◆ SOURCE DATA:

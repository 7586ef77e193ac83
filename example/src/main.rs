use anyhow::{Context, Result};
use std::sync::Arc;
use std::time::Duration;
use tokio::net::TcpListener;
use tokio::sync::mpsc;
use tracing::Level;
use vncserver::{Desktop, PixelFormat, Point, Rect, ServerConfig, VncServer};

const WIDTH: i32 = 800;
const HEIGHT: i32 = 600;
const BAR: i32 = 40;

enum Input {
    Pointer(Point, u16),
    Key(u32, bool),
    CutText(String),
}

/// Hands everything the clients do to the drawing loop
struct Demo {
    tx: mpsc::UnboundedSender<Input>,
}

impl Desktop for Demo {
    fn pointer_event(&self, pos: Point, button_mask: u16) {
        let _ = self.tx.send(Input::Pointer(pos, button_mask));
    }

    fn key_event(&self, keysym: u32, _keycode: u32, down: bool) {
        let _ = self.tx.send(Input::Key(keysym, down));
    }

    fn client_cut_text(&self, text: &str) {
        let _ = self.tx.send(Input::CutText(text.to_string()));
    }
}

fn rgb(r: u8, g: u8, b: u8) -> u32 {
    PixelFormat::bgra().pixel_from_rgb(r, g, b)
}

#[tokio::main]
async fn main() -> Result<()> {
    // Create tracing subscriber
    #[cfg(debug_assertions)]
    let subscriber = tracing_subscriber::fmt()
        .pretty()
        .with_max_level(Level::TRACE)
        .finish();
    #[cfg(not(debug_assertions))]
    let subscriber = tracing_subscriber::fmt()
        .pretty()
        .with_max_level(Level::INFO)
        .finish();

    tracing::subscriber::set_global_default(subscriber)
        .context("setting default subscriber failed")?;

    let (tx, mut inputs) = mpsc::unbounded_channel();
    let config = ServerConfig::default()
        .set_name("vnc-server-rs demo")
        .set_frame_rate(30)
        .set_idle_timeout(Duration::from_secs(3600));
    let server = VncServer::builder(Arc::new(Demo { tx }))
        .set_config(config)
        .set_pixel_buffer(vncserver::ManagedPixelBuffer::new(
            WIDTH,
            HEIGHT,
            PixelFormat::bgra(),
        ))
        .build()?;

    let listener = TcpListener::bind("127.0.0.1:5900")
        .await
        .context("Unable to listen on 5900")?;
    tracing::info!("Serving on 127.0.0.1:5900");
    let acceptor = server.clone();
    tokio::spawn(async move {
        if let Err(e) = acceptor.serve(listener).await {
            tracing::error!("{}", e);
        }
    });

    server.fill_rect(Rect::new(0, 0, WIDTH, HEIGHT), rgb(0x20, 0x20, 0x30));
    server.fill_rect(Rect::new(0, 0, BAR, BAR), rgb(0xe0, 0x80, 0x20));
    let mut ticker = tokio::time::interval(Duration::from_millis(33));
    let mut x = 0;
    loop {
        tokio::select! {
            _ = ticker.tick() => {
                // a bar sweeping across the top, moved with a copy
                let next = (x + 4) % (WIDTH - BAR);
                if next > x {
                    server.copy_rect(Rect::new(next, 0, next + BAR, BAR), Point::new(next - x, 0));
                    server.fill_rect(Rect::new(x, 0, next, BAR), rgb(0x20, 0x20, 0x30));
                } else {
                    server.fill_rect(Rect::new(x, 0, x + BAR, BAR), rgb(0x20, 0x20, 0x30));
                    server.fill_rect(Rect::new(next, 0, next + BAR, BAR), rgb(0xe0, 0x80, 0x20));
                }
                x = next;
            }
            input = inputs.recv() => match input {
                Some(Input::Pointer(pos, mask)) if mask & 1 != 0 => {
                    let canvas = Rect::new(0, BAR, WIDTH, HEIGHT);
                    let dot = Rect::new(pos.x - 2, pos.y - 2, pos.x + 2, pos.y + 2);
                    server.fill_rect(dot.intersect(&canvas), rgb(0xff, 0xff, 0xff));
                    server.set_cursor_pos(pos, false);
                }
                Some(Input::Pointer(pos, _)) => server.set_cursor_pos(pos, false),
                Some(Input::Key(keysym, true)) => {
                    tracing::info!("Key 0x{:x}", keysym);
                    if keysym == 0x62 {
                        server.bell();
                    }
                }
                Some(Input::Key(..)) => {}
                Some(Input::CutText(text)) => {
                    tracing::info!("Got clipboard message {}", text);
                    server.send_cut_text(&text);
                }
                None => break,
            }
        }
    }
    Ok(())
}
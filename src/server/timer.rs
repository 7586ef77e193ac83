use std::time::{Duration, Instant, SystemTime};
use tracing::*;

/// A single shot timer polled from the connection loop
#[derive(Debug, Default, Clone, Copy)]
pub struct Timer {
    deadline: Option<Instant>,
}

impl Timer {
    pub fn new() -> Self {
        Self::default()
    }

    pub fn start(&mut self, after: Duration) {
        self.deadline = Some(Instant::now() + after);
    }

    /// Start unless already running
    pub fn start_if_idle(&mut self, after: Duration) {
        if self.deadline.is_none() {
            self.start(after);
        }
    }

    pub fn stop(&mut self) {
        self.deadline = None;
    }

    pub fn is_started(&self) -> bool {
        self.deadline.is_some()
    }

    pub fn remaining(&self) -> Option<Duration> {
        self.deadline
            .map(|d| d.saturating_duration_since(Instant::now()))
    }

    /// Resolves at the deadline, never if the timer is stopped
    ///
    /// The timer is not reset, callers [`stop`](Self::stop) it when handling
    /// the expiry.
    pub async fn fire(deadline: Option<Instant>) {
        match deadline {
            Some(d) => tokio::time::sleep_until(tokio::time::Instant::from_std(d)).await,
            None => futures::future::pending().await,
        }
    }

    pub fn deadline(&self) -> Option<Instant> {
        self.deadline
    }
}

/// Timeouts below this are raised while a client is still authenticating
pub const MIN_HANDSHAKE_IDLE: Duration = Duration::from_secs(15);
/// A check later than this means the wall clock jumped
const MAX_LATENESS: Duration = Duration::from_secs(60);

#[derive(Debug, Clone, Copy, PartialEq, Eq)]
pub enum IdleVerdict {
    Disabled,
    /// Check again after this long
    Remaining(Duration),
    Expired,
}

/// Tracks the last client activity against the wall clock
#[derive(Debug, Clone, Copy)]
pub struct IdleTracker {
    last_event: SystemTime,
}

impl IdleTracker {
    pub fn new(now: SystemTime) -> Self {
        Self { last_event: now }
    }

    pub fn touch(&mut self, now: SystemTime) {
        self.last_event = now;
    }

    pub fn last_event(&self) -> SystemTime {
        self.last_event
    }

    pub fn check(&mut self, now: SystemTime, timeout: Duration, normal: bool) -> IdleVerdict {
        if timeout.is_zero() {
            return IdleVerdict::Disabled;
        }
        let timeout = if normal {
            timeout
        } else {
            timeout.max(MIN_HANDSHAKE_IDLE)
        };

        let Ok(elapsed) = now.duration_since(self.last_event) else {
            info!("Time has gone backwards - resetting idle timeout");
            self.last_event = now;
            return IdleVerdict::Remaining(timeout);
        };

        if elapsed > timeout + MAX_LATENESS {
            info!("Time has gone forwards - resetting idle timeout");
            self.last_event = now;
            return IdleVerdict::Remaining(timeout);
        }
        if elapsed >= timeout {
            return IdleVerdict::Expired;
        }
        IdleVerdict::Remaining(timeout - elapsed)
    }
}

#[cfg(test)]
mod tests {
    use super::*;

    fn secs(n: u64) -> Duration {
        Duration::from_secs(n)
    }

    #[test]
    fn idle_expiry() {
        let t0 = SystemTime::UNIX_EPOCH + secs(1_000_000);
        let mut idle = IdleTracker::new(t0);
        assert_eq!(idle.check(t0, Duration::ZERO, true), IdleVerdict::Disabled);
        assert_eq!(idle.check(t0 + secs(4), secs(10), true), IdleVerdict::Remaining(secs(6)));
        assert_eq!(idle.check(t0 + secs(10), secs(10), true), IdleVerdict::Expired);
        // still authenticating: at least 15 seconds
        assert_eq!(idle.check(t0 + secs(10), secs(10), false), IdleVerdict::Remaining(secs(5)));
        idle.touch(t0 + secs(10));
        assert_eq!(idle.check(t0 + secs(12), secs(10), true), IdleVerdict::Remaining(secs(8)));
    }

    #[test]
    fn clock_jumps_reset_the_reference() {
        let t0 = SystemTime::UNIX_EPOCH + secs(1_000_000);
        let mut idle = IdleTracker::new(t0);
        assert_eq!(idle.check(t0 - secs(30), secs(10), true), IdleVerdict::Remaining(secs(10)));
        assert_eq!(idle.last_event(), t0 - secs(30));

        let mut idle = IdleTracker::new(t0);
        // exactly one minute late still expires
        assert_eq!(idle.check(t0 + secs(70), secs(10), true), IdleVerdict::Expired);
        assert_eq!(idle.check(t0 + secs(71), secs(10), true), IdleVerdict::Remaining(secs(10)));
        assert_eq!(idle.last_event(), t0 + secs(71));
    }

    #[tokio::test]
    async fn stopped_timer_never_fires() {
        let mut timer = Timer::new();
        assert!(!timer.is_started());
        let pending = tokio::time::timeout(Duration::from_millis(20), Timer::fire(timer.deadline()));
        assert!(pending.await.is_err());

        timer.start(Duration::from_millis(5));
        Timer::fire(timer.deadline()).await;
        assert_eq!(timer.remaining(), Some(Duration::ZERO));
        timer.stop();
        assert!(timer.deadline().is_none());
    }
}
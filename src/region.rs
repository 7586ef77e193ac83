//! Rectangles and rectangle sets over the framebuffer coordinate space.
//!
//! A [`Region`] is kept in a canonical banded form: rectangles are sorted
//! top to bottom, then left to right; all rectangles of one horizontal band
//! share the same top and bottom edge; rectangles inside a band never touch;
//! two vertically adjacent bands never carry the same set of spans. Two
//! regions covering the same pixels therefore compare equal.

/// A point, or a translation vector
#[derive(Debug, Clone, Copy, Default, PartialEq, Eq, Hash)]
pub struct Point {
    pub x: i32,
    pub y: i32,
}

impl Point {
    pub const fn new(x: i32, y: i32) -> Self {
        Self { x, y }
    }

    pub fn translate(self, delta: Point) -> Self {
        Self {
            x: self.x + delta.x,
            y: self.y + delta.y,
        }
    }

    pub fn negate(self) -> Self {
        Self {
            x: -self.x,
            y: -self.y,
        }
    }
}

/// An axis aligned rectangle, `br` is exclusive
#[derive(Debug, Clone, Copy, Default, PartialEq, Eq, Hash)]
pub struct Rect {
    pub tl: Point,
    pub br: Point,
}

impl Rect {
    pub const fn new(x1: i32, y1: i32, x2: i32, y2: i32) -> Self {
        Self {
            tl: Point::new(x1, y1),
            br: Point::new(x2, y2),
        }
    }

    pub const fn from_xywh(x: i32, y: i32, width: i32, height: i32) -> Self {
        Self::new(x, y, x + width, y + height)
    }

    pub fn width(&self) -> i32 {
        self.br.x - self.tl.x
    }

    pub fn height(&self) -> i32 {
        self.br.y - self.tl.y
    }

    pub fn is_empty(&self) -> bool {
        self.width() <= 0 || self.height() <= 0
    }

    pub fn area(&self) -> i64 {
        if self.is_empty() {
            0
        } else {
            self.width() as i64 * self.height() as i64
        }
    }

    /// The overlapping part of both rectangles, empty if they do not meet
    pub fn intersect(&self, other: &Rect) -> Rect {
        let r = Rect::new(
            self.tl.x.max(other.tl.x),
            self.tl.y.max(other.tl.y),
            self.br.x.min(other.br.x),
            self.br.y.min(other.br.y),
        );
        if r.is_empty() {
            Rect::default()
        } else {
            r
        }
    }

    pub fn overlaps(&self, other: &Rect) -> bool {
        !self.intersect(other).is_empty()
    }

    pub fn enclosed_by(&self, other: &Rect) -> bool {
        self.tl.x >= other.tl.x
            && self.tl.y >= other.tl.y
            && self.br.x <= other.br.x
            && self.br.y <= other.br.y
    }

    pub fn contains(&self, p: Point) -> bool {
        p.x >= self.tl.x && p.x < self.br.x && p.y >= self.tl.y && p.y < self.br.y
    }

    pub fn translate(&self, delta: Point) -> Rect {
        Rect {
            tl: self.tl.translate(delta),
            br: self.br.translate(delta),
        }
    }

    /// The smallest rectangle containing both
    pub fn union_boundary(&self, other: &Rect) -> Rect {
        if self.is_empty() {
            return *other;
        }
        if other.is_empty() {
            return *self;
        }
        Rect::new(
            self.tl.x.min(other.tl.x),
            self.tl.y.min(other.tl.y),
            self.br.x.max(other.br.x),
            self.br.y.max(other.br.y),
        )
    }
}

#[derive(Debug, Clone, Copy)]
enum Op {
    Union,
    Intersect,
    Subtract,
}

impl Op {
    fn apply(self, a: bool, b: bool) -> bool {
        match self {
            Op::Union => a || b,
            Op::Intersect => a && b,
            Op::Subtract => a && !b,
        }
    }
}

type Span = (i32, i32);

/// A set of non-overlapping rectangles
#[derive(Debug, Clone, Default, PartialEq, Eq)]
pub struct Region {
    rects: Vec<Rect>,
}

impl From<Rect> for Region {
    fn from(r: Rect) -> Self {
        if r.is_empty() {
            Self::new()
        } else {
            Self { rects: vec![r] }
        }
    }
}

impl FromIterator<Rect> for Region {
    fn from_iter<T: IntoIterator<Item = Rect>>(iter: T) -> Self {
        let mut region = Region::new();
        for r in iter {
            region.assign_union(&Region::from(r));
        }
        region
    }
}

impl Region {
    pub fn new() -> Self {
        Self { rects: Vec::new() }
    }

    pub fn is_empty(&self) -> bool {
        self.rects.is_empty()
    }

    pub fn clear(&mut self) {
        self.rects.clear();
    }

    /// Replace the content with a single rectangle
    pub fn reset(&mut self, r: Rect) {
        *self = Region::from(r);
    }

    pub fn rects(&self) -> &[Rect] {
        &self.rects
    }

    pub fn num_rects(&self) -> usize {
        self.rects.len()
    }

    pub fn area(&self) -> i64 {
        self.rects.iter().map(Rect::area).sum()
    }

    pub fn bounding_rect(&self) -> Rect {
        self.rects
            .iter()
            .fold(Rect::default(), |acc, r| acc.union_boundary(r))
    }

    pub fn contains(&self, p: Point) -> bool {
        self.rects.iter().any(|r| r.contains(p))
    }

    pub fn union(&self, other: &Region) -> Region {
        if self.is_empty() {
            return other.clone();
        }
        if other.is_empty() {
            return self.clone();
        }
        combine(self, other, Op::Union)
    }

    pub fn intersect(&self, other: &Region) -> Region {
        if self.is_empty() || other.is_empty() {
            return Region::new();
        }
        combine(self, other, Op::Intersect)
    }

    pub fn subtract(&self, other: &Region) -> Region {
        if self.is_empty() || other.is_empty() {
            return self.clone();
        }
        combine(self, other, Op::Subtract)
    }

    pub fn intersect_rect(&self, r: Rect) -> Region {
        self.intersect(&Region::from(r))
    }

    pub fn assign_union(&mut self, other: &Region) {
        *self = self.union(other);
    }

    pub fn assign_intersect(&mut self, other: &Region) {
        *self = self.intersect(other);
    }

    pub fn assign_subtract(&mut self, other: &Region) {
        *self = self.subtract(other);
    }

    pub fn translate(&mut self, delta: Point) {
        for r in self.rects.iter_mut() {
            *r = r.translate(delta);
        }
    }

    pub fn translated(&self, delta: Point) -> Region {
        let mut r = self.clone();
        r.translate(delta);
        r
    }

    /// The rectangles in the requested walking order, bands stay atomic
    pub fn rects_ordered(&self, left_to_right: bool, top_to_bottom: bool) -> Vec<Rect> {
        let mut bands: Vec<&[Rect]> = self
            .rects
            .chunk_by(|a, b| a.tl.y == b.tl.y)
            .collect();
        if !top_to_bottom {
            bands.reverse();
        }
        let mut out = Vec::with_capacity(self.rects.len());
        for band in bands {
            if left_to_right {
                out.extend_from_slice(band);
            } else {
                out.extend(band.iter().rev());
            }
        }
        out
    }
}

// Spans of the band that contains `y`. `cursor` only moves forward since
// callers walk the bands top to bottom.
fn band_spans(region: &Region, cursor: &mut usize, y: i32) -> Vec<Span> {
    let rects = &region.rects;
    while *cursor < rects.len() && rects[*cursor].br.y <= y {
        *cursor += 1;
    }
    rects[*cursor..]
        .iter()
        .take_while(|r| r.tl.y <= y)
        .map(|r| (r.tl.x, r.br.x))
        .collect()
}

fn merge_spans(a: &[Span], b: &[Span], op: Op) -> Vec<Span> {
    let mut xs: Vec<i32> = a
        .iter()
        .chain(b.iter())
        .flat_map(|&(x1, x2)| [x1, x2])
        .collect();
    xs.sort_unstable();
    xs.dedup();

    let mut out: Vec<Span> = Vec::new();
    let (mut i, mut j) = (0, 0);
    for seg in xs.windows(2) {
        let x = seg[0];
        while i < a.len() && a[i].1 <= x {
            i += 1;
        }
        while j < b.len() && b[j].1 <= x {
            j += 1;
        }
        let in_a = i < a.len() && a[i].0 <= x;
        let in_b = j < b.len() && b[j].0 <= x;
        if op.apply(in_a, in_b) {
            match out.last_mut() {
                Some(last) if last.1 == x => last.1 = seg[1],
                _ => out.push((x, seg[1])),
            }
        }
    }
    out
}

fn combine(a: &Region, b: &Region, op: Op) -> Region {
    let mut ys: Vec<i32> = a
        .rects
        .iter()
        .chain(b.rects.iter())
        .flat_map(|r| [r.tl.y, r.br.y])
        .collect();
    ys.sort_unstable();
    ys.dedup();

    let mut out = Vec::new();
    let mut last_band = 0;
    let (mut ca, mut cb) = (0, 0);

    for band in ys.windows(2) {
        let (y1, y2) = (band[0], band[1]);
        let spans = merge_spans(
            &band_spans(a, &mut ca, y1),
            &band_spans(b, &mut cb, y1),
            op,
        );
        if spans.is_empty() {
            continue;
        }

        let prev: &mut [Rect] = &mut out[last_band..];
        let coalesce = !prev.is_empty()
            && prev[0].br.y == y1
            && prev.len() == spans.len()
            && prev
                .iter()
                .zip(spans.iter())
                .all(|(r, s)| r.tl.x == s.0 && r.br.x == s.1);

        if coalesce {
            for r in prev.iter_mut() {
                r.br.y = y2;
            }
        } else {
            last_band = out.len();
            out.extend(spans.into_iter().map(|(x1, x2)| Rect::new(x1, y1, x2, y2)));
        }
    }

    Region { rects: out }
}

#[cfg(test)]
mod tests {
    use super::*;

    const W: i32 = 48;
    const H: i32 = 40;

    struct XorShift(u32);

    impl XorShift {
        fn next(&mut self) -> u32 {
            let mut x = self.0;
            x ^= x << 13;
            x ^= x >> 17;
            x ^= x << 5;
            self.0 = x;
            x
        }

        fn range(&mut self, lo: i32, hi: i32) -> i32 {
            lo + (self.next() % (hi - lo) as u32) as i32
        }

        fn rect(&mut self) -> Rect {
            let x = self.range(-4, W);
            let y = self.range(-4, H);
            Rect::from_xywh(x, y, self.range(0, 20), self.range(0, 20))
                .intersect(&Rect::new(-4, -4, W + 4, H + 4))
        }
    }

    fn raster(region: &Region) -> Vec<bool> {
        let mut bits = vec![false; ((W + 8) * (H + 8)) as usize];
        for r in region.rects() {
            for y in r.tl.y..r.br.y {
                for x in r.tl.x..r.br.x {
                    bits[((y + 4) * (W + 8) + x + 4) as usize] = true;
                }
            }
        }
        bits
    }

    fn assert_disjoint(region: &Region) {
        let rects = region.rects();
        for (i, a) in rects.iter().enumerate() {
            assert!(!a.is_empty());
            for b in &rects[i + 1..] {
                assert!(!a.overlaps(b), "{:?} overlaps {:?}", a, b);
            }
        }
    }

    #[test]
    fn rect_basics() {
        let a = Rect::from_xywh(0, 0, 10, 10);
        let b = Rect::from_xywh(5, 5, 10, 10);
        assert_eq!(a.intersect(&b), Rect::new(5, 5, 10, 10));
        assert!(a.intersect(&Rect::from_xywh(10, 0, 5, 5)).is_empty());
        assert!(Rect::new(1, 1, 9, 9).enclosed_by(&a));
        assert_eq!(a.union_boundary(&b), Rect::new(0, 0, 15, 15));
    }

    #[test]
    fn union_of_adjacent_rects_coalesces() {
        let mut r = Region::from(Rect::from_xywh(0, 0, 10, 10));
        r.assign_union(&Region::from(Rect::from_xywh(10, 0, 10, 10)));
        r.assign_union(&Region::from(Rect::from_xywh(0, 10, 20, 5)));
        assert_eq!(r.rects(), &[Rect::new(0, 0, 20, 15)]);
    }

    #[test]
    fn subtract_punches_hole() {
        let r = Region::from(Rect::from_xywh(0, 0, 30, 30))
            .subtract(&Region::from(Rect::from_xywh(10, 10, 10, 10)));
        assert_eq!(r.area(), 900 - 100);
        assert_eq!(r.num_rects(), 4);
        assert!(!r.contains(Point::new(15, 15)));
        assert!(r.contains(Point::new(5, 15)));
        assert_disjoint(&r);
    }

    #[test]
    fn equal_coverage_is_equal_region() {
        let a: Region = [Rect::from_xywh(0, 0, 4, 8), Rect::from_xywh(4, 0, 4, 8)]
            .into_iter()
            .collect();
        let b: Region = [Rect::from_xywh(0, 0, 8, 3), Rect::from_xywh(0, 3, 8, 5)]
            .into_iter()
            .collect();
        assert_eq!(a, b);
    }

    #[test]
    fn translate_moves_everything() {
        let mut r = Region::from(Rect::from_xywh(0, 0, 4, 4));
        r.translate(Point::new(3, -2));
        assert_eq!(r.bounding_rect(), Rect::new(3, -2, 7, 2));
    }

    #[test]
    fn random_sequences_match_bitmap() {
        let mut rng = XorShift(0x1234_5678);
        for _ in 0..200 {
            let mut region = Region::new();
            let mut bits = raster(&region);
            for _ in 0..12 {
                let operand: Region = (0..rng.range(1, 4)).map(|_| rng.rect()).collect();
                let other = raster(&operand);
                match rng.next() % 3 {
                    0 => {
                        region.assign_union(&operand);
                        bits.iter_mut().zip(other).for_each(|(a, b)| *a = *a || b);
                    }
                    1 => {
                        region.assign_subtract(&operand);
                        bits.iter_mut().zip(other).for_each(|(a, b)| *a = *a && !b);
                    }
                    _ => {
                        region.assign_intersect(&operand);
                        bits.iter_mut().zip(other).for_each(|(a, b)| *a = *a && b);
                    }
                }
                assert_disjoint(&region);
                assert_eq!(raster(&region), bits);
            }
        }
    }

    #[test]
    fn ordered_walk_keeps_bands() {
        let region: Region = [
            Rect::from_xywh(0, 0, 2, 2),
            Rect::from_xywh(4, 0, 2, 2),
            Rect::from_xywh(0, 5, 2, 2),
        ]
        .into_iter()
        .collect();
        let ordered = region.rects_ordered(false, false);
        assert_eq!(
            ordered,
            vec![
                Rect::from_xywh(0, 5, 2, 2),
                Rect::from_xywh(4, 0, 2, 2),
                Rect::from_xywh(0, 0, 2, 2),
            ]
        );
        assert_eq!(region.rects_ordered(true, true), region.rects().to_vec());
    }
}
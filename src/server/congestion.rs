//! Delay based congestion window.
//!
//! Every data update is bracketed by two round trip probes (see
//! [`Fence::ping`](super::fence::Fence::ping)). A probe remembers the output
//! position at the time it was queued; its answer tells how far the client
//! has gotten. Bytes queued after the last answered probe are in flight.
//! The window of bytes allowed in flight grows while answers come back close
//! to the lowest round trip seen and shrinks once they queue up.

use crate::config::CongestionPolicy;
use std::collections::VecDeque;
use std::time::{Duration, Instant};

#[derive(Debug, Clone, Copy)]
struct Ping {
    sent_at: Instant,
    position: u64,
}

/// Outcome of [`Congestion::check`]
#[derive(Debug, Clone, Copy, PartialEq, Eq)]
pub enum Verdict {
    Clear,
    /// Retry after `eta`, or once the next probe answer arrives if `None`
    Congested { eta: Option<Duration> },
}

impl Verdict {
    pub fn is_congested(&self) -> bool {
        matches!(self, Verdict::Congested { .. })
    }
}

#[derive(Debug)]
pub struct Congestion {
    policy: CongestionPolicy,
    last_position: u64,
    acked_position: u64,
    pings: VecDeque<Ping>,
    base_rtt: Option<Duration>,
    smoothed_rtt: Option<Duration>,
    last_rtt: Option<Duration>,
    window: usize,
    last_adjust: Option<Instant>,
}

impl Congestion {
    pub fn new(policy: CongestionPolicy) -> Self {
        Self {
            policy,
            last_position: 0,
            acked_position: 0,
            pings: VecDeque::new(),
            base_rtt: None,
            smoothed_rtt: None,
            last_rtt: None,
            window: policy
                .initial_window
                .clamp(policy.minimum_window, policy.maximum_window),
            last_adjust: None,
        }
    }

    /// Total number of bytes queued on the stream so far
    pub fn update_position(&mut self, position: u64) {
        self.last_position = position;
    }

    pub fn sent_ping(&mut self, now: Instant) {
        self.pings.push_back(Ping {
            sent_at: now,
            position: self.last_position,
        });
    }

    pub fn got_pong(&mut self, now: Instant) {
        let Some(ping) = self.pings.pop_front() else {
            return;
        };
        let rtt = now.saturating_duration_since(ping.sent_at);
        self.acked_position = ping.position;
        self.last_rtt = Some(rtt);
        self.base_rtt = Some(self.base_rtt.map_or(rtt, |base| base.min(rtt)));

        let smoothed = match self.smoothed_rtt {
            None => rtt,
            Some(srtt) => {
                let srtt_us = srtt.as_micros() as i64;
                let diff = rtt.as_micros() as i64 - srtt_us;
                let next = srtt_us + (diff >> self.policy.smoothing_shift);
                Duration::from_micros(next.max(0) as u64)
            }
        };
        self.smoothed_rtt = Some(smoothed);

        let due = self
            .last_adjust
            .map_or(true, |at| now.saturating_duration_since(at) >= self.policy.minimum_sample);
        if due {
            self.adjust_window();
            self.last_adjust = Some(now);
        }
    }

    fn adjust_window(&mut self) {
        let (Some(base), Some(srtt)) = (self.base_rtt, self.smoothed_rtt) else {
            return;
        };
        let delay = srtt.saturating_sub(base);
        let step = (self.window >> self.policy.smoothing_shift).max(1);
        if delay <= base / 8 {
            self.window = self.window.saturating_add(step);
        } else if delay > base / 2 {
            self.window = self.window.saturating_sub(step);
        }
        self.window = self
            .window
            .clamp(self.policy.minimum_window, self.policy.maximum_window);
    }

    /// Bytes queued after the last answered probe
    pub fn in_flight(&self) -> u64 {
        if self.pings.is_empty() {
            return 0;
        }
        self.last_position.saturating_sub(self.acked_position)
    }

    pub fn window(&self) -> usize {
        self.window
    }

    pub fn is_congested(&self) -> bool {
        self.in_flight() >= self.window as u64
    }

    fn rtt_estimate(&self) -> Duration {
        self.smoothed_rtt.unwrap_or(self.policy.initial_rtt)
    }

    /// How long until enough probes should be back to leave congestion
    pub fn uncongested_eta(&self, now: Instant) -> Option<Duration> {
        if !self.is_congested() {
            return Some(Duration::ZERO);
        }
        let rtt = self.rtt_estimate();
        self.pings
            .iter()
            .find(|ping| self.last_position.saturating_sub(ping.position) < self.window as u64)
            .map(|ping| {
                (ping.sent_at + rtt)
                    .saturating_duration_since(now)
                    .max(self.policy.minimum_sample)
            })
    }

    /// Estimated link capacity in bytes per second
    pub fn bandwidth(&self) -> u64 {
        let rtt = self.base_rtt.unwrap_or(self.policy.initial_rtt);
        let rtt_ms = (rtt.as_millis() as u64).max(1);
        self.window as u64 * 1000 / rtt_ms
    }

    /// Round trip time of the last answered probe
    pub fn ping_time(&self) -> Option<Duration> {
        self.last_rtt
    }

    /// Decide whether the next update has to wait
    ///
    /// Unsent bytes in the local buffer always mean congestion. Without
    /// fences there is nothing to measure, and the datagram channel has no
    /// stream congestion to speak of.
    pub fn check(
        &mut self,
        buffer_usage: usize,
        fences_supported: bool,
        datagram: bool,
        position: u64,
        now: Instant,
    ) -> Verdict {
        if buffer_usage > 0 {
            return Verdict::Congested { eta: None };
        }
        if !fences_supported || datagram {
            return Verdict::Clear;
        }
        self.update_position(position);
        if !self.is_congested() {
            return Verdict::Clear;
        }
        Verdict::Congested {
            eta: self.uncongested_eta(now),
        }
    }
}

◆ YOUR GOAL:
Which lines of the data above contain "this"? Copy each one.

◆ YOUR SOLUTION:
/// Timeouts below this are raised while a client is still authenticating
/// A check later than this means the wall clock jumped
    /// Check again after this long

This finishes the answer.